Reason and passion spin my dreams like a man with a wolf clamped onto his throat. Red of tooth, feigning to prefer the ivory tower. Scrubbing my skin as if I don't feel so inclined to rut through rotting vegetables and filth with the proudest hogs. The climate is bitter and restrictive, the ice so infuriatingly indifferent in its calm, so different from just a few days ago when it fell upon me newborn and exciting, graceful and raging.

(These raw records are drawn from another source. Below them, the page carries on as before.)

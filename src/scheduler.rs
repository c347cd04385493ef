//! Scheduler loop
//!
//! One cooperative loop drives everything. Each tick, in order:
//!
//! 1. sample the inputs and detect released-to-pressed edges
//! 2. run the entry, then the exit transition for any detected press
//! 3. refresh the digit display and the space indicators
//! 4. attempt exactly one non-blocking accept on the command link
//! 5. sleep for what is left of the tick
//!
//! A gate pulse inside step 2 holds the loop for the whole dwell time.

use embassy_time::{Duration, Instant};
use embedded_hal_async::delay::DelayNs;
use log::{debug, info, warn};

use crate::fsm::{EntryOutcome, ExitOutcome, Fsm};
use crate::gpi::Inputs;
use crate::gpo::Actuators;
use crate::server::{self, CommandLink, ServeOutcome};
use crate::settings::Settings;
use crate::types::{ButtonEdges, SPACES};

/// Self test: how long the servo holds each position
const SERVO_TEST_HOLD: Duration = Duration::from_secs(1);
/// Self test: how long the indicators stay on, then off
const LAMP_TEST_ON: Duration = Duration::from_secs(1);
const LAMP_TEST_OFF: Duration = Duration::from_millis(500);

/// Press detection by comparison with the previous sample
///
/// No time based filtering: the tick period is the only debounce.
#[derive(Clone, Copy, Debug, PartialEq, Eq)]
pub struct EdgeDetector {
    previous: bool,
}

impl EdgeDetector {
    pub const fn new(pressed: bool) -> Self {
        Self { previous: pressed }
    }

    /// True once per released-to-pressed transition
    pub fn update(&mut self, pressed: bool) -> bool {
        let edge = pressed && !self.previous;
        self.previous = pressed;
        edge
    }
}

/// What happened during one tick
#[derive(Clone, Copy, Debug, PartialEq, Eq)]
pub struct TickReport {
    pub edges: ButtonEdges,
    pub entry: Option<EntryOutcome>,
    pub exit: Option<ExitOutcome>,
    pub served: ServeOutcome,
}

pub struct Scheduler<I, A, L, D> {
    fsm: Fsm,
    inputs: I,
    act: A,
    link: L,
    delay: D,
    settings: Settings,
    entry: EdgeDetector,
    exit: EdgeDetector,
}

impl<I, A, L, D> Scheduler<I, A, L, D>
where
    I: Inputs,
    A: Actuators,
    L: CommandLink,
    D: DelayNs,
{
    pub fn new(settings: Settings, inputs: I, act: A, link: L, delay: D) -> Self {
        Self {
            fsm: Fsm::new(&settings),
            inputs,
            act,
            link,
            delay,
            settings,
            entry: EdgeDetector::new(false),
            exit: EdgeDetector::new(false),
        }
    }

    pub fn fsm(&self) -> &Fsm {
        &self.fsm
    }

    pub fn actuators(&self) -> &A {
        &self.act
    }

    pub fn link_mut(&mut self) -> &mut L {
        &mut self.link
    }

    /// Startup: optional self test, gate closed, outputs in sync, and the
    /// edge detectors primed so a button held at power-up is not a press
    pub async fn boot(&mut self) {
        if self.settings.self_test() {
            self.self_test().await;
        }
        self.fsm.set_gate(&mut self.act, false);
        self.delay.delay_ms(as_ms(self.settings.settle())).await;
        self.refresh_outputs();

        let sample = self.inputs.sample();
        self.entry = EdgeDetector::new(sample.entry_pressed);
        self.exit = EdgeDetector::new(sample.exit_pressed);
        info!(
            "controller ready, {} of {} spaces free",
            self.fsm.free_spaces(),
            SPACES
        );
    }

    /// Component check: every digit, a gate sweep, all indicators on/off
    pub async fn self_test(&mut self) {
        info!("self test: display");
        for digit in 0..=9 {
            check(self.act.show_digit(digit));
            self.delay.delay_ms(as_ms(self.settings.self_test_step())).await;
        }

        info!("self test: gate");
        for open in [false, true, false] {
            check(self.act.drive_gate(open));
            self.delay.delay_ms(as_ms(SERVO_TEST_HOLD)).await;
        }

        info!("self test: indicators");
        check(self.act.drive_indicators([true; SPACES]));
        self.delay.delay_ms(as_ms(LAMP_TEST_ON)).await;
        check(self.act.drive_indicators([false; SPACES]));
        self.delay.delay_ms(as_ms(LAMP_TEST_OFF)).await;
        info!("self test complete");
    }

    /// One pass of the loop, without the trailing sleep
    pub async fn tick(&mut self) -> TickReport {
        let sample = self.inputs.sample();
        let edges = ButtonEdges {
            entry: self.entry.update(sample.entry_pressed),
            exit: self.exit.update(sample.exit_pressed),
        };
        debug!("tick: {:?} light {:?}", edges, sample.light.0);

        let entry = if edges.entry {
            info!("entry button pressed");
            Some(
                self.fsm
                    .request_entry(&mut self.act, &mut self.delay, Instant::now)
                    .await,
            )
        } else {
            None
        };
        let exit = if edges.exit {
            info!("exit button pressed");
            Some(
                self.fsm
                    .request_exit(&mut self.act, &mut self.delay, Instant::now())
                    .await,
            )
        } else {
            None
        };

        self.refresh_outputs();

        let served = server::serve_once(
            &mut self.link,
            &mut self.fsm,
            &mut self.act,
            sample.light,
            Instant::now(),
        );
        if let ServeOutcome::Handled(_) = served {
            self.refresh_outputs();
        }

        TickReport {
            edges,
            entry,
            exit,
            served,
        }
    }

    /// Runs forever at the configured tick cadence
    pub async fn run(&mut self) -> ! {
        let period = self.settings.tick();
        loop {
            let started = Instant::now();
            self.tick().await;
            let spent = Instant::now()
                .checked_duration_since(started)
                .unwrap_or(Duration::from_ticks(0));
            if spent < period {
                self.delay.delay_ms(as_ms(period - spent)).await;
            } else {
                debug!("tick overran by {} ms", (spent - period).as_millis());
            }
        }
    }

    fn refresh_outputs(&mut self) {
        check(self.act.show_digit(self.fsm.display_digit()));
        check(self.act.drive_indicators(self.fsm.occupancy().indicators()));
    }
}

fn check(result: Result<(), crate::gpo::GpoError>) {
    if let Err(e) = result {
        warn!("output update failed: {}", e);
    }
}

fn as_ms(d: Duration) -> u32 {
    u32::try_from(d.as_millis()).unwrap_or(u32::MAX)
}

#[cfg(test)]
mod tests {
    use embassy_futures::block_on;

    use super::*;
    use crate::gpi::mock::{MockButton, MockLight};
    use crate::gpi::Gpi;
    use crate::gpo::mock::{NoDelay, Recorder};
    use crate::protocol::Command;
    use crate::server::mock::ScriptedLink;
    use crate::settings::ConfigSlot;
    use crate::types::{FsmState, VehicleId};

    struct Panel {
        entry: MockButton,
        exit: MockButton,
    }

    fn scheduler(
        settings: Settings,
    ) -> (
        Scheduler<Gpi<MockButton, MockLight>, Recorder, ScriptedLink, NoDelay>,
        Panel,
    ) {
        let entry = MockButton::default();
        let exit = MockButton::default();
        let gpi = Gpi::new(
            entry.clone(),
            exit.clone(),
            [MockLight::default(), MockLight::default()],
        );
        let sched = Scheduler::new(
            settings,
            gpi,
            Recorder::default(),
            ScriptedLink::default(),
            NoDelay::default(),
        );
        (sched, Panel { entry, exit })
    }

    fn quiet() -> Settings {
        Settings::default().with(ConfigSlot::SelfTest, 0)
    }

    #[test]
    fn edge_detector_fires_once_per_press() {
        let mut d = EdgeDetector::new(false);
        assert!(d.update(true));
        assert!(!d.update(true));
        assert!(!d.update(false));
        assert!(d.update(true));
    }

    #[test]
    fn held_button_at_boot_is_not_a_press() {
        let (mut s, panel) = scheduler(quiet());
        panel.entry.press();
        block_on(s.boot());
        let report = block_on(s.tick());
        assert!(!report.edges.entry);
        assert_eq!(s.fsm().free_spaces(), SPACES);
    }

    #[test]
    fn boot_closes_gate_and_shows_free_spaces() {
        let (mut s, _panel) = scheduler(quiet());
        block_on(s.boot());
        assert_eq!(s.actuators().gate_moves(), [false]);
        assert_eq!(s.actuators().last_digit(), Some(3));
        assert_eq!(s.actuators().last_indicators(), Some([true; SPACES]));
    }

    #[test]
    fn self_test_walks_every_digit() {
        let (mut s, _panel) = scheduler(Settings::default());
        block_on(s.boot());
        let digits: alloc::vec::Vec<u8> = s
            .actuators()
            .commands
            .iter()
            .filter_map(|c| match c {
                crate::gpo::GpoCommand::ShowDigit(d) => Some(*d),
                _ => None,
            })
            .collect();
        assert_eq!(&digits[..10], &[0, 1, 2, 3, 4, 5, 6, 7, 8, 9]);
        assert_eq!(s.actuators().gate_moves(), [false, true, false, false]);
    }

    #[test]
    fn press_and_release_drive_the_two_step_exit() {
        let (mut s, panel) = scheduler(quiet());
        block_on(s.boot());

        panel.entry.press();
        let report = block_on(s.tick());
        assert!(matches!(report.entry, Some(EntryOutcome::Admitted { .. })));
        assert_eq!(s.actuators().last_digit(), Some(2));
        assert_eq!(s.actuators().last_indicators(), Some([true, true, false]));

        // still held: no second entry
        let report = block_on(s.tick());
        assert_eq!(report.entry, None);
        panel.entry.release();
        block_on(s.tick());

        panel.exit.press();
        let report = block_on(s.tick());
        assert!(matches!(report.exit, Some(ExitOutcome::FeeShown(_))));
        assert!(s.fsm().state().is_awaiting_payment());
        panel.exit.release();
        block_on(s.tick());
        assert_eq!(s.fsm().free_spaces(), 2);

        panel.exit.press();
        let report = block_on(s.tick());
        assert!(matches!(report.exit, Some(ExitOutcome::Released { .. })));
        assert_eq!(s.fsm().state(), FsmState::Idle);
        assert_eq!(s.fsm().free_spaces(), 3);
        assert_eq!(s.actuators().last_digit(), Some(3));
    }

    #[test]
    fn fee_digit_stays_on_display_while_awaiting_confirmation() {
        let (mut s, panel) = scheduler(quiet());
        block_on(s.boot());
        panel.entry.press();
        block_on(s.tick());
        panel.entry.release();
        panel.exit.press();
        block_on(s.tick());

        let fee_digit = s.fsm().pending_fee().unwrap().digit();
        for _ in 0..3 {
            block_on(s.tick());
            assert_eq!(s.actuators().last_digit(), Some(fee_digit));
        }
    }

    #[test]
    fn one_accept_attempt_per_tick() {
        let (mut s, _panel) = scheduler(quiet());
        block_on(s.boot());
        s.link_mut().client(&[br#"{"action":"session","vehicle_id":1,"kind":"entry"}"#]);
        s.link_mut().client(&[br#"{"action":"session","vehicle_id":2,"kind":"entry"}"#]);

        let first = block_on(s.tick());
        assert!(matches!(first.served, ServeOutcome::Handled(Command::Session { .. })));
        assert_eq!(s.fsm().ledger().len(), 1);
        assert!(s.fsm().ledger().contains(VehicleId(1)));

        block_on(s.tick());
        assert_eq!(s.fsm().ledger().len(), 2);
        let idle = block_on(s.tick());
        assert_eq!(idle.served, ServeOutcome::Idle);
        assert_eq!(s.link_mut().accepts, 3);
    }

    #[test]
    fn remote_led_override_reaches_display_in_same_tick() {
        let (mut s, _panel) = scheduler(quiet());
        block_on(s.boot());
        s.link_mut().client(&[br#"{"action":"led","space":1,"value":false}"#]);
        block_on(s.tick());
        assert_eq!(s.actuators().last_digit(), Some(2));
        assert_eq!(s.actuators().last_indicators(), Some([false, true, true]));
    }

    #[test]
    fn garbage_from_the_network_does_not_stop_the_loop() {
        let (mut s, panel) = scheduler(quiet());
        block_on(s.boot());
        s.link_mut().client(&[b"\x00\x01garbage"]);
        let report = block_on(s.tick());
        assert_eq!(report.served, ServeOutcome::Dropped);

        panel.entry.press();
        let report = block_on(s.tick());
        assert!(matches!(report.entry, Some(EntryOutcome::Admitted { .. })));
    }
}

I've talked myself to a quiet defeat with a mechanical pencil and inherent, desperate needs. Tonight I am a young man, though only as reluctantly admitted as my costume is believable. And tomorrow I will be more dead than beast or man, but I see in this endless chain of Now that the beast of passion will have its day, its jaws finally closing around my throat and transfusing me with the merciless vigor of true love and truer hate, and I will never again need to muster the soft strength to shit out just one more excuse to keep my feet dry, my belly full, and my spine weak. The gentle and virtuous faults of man carve the fertile valleys that are shadowed by the peaks and crags that scrape the godless air, the ancient mountains thrust into the proud sky by the fathomless actions of the beast of passion, for whom there are no faults but the seismic.
I need to go home, sharpen my claws, and forget my speech. I know nothing, truly, except that which cannot be spoken aloud, and our foolhardy words fall on the ears of the deaf as the wind bashes itself through a forest, the brainless trees swaying and sucking sun and dirt and paying no attention to the infinite and formless strength which will someday uproot the lot of them.